Ken Merten

Personal information
- Full name: Kenneth Owen Merten
- Nickname: "Ken"
- National team: United States
- Born: May 4, 1945 (age 81) Akron, Ohio, U.S.
- Height: 6 ft 1 in (1.85 m)
- Weight: 176 lb (80 kg)

Sport
- Sport: Swimming
- Strokes: Breaststroke
- Club: Los Angeles Athletic Club
- College team: Southern Methodist University

Medal record
Men's swimming
Representing the United States
Pan American Games
| Silver medal – second place | 1963 São Paulo | 200 m breaststroke |
| Bronze medal – third place | 1967 Winnipeg | 100 m breaststroke |
| Bronze medal – third place | 1967 Winnipeg | 200 m breaststroke |
Summer Universiade
| Gold medal – first place | 1967 Tokyo | 4×100 m medley |
| Gold medal – first place | 1967 Tokyo | 100 m breaststroke |
| Gold medal – first place | 1967 Tokyo | 200 m breaststroke |

= Ken Merten =

American swimmer (born 1945)

Kenneth Owen Merten (born May 4, 1945) is an American former competition swimmer, three-time Pan American Games medalist, and former world record-holder.

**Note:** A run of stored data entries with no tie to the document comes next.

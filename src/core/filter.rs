//! Filter messages by date range and sender before aggregation.
//!
//! This module provides [`FilterConfig`] for defining filter criteria and
//! [`apply_filters`] for filtering message collections.
//!
//! # Filter Types
//!
//! | Filter | Method | Description |
//! |--------|--------|-------------|
//! | Date from | [`with_date_from`](FilterConfig::with_date_from) | Messages on or after date |
//! | Date to | [`with_date_to`](FilterConfig::with_date_to) | Messages on or before date |
//! | Sender | [`with_sender`](FilterConfig::with_sender) | Messages from specific user |
//!
//! # Examples
//!
//! ```
//! use chatstat::core::filter::{FilterConfig, apply_filters};
//! use chatstat::Message;
//!
//! # fn main() -> chatstat::Result<()> {
//! let messages = vec![
//!     Message::new("31/12/23, 23:59", "Alice", "Old"),
//!     Message::new("15/06/24, 12:00", "Alice", "New"),
//!     Message::new("15/06/24, 12:01", "Bob", "Also new"),
//! ];
//!
//! let config = FilterConfig::new()
//!     .with_date_from("2024-01-01")?
//!     .with_sender("alice");
//!
//! let filtered = apply_filters(messages, &config);
//! assert_eq!(filtered.len(), 1);
//! assert_eq!(filtered[0].body, "New");
//! # Ok(())
//! # }
//! ```
//!
//! # Behavior Notes
//!
//! - Date bounds are whole days in the transcript's local calendar
//! - Messages whose timestamp doesn't resolve are **excluded** when date
//!   filters are active
//! - Sender matching is case-insensitive for ASCII characters
//! - Multiple filters are combined with AND logic

use chrono::NaiveDate;

use crate::Message;
use crate::error::ChatstatError;

/// Configuration for filtering messages by date and sender.
#[derive(Debug, Clone, Default, PartialEq, Eq)]
pub struct FilterConfig {
    /// Include only messages on or after this day.
    pub after: Option<NaiveDate>,

    /// Include only messages on or before this day.
    pub before: Option<NaiveDate>,

    /// Include only messages from this sender (case-insensitive).
    pub sender: Option<String>,
}

impl FilterConfig {
    /// Creates a new empty filter configuration.
    ///
    /// No filters are active by default; all messages pass through.
    pub fn new() -> Self {
        Self::default()
    }

    /// Sets the start date filter (inclusive). Date format: `YYYY-MM-DD`.
    ///
    /// # Errors
    ///
    /// Returns [`ChatstatError::InvalidDate`] if the format is invalid.
    pub fn with_date_from(mut self, date_str: &str) -> Result<Self, ChatstatError> {
        self.after = Some(parse_filter_date(date_str)?);
        Ok(self)
    }

    /// Sets the end date filter (inclusive). Date format: `YYYY-MM-DD`.
    ///
    /// # Errors
    ///
    /// Returns [`ChatstatError::InvalidDate`] if the format is invalid.
    pub fn with_date_to(mut self, date_str: &str) -> Result<Self, ChatstatError> {
        self.before = Some(parse_filter_date(date_str)?);
        Ok(self)
    }

    /// Sets the sender filter.
    ///
    /// ```
    /// use chatstat::core::filter::FilterConfig;
    ///
    /// // Matches "Alice", "alice", "ALICE"
    /// let config = FilterConfig::new().with_sender("Alice");
    /// ```
    #[must_use]
    pub fn with_sender(mut self, sender: impl Into<String>) -> Self {
        self.sender = Some(sender.into());
        self
    }

    /// Returns `true` if any filter is active.
    pub fn is_active(&self) -> bool {
        self.has_date_filter() || self.sender.is_some()
    }

    /// Returns `true` if date filters are active.
    pub fn has_date_filter(&self) -> bool {
        self.after.is_some() || self.before.is_some()
    }

    /// Returns `true` if a message passes every active filter.
    pub fn matches(&self, msg: &Message) -> bool {
        if let Some(ref sender) = self.sender {
            if !msg.sender.eq_ignore_ascii_case(sender) {
                return false;
            }
        }

        if self.has_date_filter() {
            let Ok(at) = msg.datetime() else {
                return false;
            };
            let day = at.date();
            if self.after.is_some_and(|after| day < after) {
                return false;
            }
            if self.before.is_some_and(|before| day > before) {
                return false;
            }
        }

        true
    }
}

fn parse_filter_date(date_str: &str) -> Result<NaiveDate, ChatstatError> {
    NaiveDate::parse_from_str(date_str, "%Y-%m-%d").map_err(|_| ChatstatError::invalid_date(date_str))
}

/// Filters messages, keeping those that match all active filters.
///
/// If no filters are active, returns the original messages unchanged.
pub fn apply_filters(messages: Vec<Message>, config: &FilterConfig) -> Vec<Message> {
    if !config.is_active() {
        return messages;
    }

    messages.into_iter().filter(|msg| config.matches(msg)).collect()
}
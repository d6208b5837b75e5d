//! Transcript timestamp resolution.
//!
//! Exports write timestamps as `DD/MM/YY, HH:MM` (24-hour clock) or
//! `DD/MM/YYYY, H:MM AM` (12-hour clock). Both resolve to a
//! [`NaiveDateTime`]: the export carries no timezone, so the instant is in
//! the exporting phone's local calendar.

use chrono::{NaiveDate, NaiveDateTime};

use crate::error::DateTimeParseError;

/// Twelve-hour clock marker.
#[derive(Debug, Clone, Copy, PartialEq, Eq)]
enum Meridiem {
    Am,
    Pm,
}

/// Resolves a transcript timestamp into a local calendar instant.
///
/// - Two-digit years `00..=69` map to `2000..=2069`, `70..=99` to
///   `1970..=1999`; larger values are taken literally.
/// - `PM` adds 12 to hours below 12, so `2:31 PM` is 14:31 and `12:05 PM`
///   stays at noon. A redundant `PM` on a 24-hour value (`14:05 PM`) is
///   ignored.
/// - `12:xx AM` is just after midnight.
/// - Seconds are always zero.
///
/// # Example
///
/// ```rust
/// use chatstat::parsing::resolve_datetime;
/// use chrono::Timelike;
///
/// let dt = resolve_datetime("05/08/2021, 2:31 PM")?;
/// assert_eq!((dt.hour(), dt.minute()), (14, 31));
/// # Ok::<(), chatstat::error::DateTimeParseError>(())
/// ```
pub fn resolve_datetime(text: &str) -> Result<NaiveDateTime, DateTimeParseError> {
    let (date_part, time_part) = text
        .split_once(", ")
        .ok_or_else(|| DateTimeParseError::MissingSeparator(text.to_string()))?;

    let (day, month, year) =
        parse_date(date_part).ok_or_else(|| DateTimeParseError::InvalidDate(text.to_string()))?;
    let (hour, minute) =
        parse_time(time_part).ok_or_else(|| DateTimeParseError::InvalidTime(text.to_string()))?;

    NaiveDate::from_ymd_opt(year, month, day)
        .and_then(|date| date.and_hms_opt(hour, minute, 0))
        .ok_or_else(|| DateTimeParseError::OutOfRange(text.to_string()))
}

/// Parses `DD/MM/YY` or `DD/MM/YYYY` into `(day, month, year)`.
fn parse_date(date_part: &str) -> Option<(u32, u32, i32)> {
    let mut fields = date_part.split('/');
    let day = parse_number(fields.next()?)?;
    let month = parse_number(fields.next()?)?;
    let year = parse_number(fields.next()?)?;
    if fields.next().is_some() {
        return None;
    }

    Some((day, month, expand_year(year)?))
}

/// Maps a two-digit year onto a century; larger values pass through.
fn expand_year(year: u32) -> Option<i32> {
    let year = i32::try_from(year).ok()?;
    Some(match year {
        0..=69 => 2000 + year,
        70..=99 => 1900 + year,
        _ => year,
    })
}

/// Parses `HH:MM` with an optional trailing `AM`/`PM` into `(hour, minute)`.
fn parse_time(time_part: &str) -> Option<(u32, u32)> {
    let time_part = time_part.trim();

    let (clock, meridiem) = match time_part.split_once(char::is_whitespace) {
        Some((clock, marker)) => {
            let meridiem = match marker.trim() {
                "AM" => Meridiem::Am,
                "PM" => Meridiem::Pm,
                _ => return None,
            };
            (clock, Some(meridiem))
        }
        None => (time_part, None),
    };

    let (hour, minute) = clock.split_once(':')?;
    let hour = parse_number(hour)?;
    let minute = parse_number(minute)?;

    let hour = match meridiem {
        Some(Meridiem::Pm) if hour < 12 => hour + 12,
        Some(Meridiem::Am) if hour == 12 => 0,
        _ => hour,
    };

    Some((hour, minute))
}

/// Parses a non-empty run of ASCII digits.
fn parse_number(field: &str) -> Option<u32> {
    let field = field.trim();
    if field.is_empty() || !field.bytes().all(|b| b.is_ascii_digit()) {
        return None;
    }
    field.parse().ok()
}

Merten won three medals in his breaststroke specialty at the Pan American Games. At the 1963 Pan American Games in São Paulo, Brazil, he won a silver medal for his runner-up finish in the 200-meter breaststroke. Four years later at the 1967 Pan American Games in Winnipeg, Manitoba, he received a pair of bronze medals for his third-place performances in the 100-meter and 200-meter breaststroke.

Merten represented the United States at the 1968 Summer Olympics in Mexico City. He competed in the semifinals of the men's 100-meter breaststroke, finishing with a time of 1:11.6. He also swam in the preliminary heats of the men's 200-meter breaststroke, clocking a time of 2:37.0, but did not advance.

Merten was born in Akron, Ohio, but grew up in Los Angeles, California. He attended Southern Methodist University (SMU) in Dallas, Texas, where he swam for the SMU Mustangs swimming and diving team in national Collegiate Athletic Association (NCAA) competition. While he was an SMU swimmer, he won NCAA individual national championships in the 100- and 200-yard breaststroke, the first ever in the history of the SMU swim team, and set new American records in doing so.

Merten helped set a new world record of 3:57.2 in the 4×100-meter medley relay as a member of the winning U.S. relay team at the 1967 World University Games on August 31, 1967. The record was broken by an East German relay team a little over two months later. At the University Games, he also gold medals in the 100- and 200-meter breaststroke events.

He is now retired after a 32-year career as a teacher, school administrator and coach. He actively competes in windsurfing within his age group, and is an active participant in Swim Across America, a non-profit organization that uses Olympic swimmers to raise funds for cancer research. He lives in Dallas, Texas.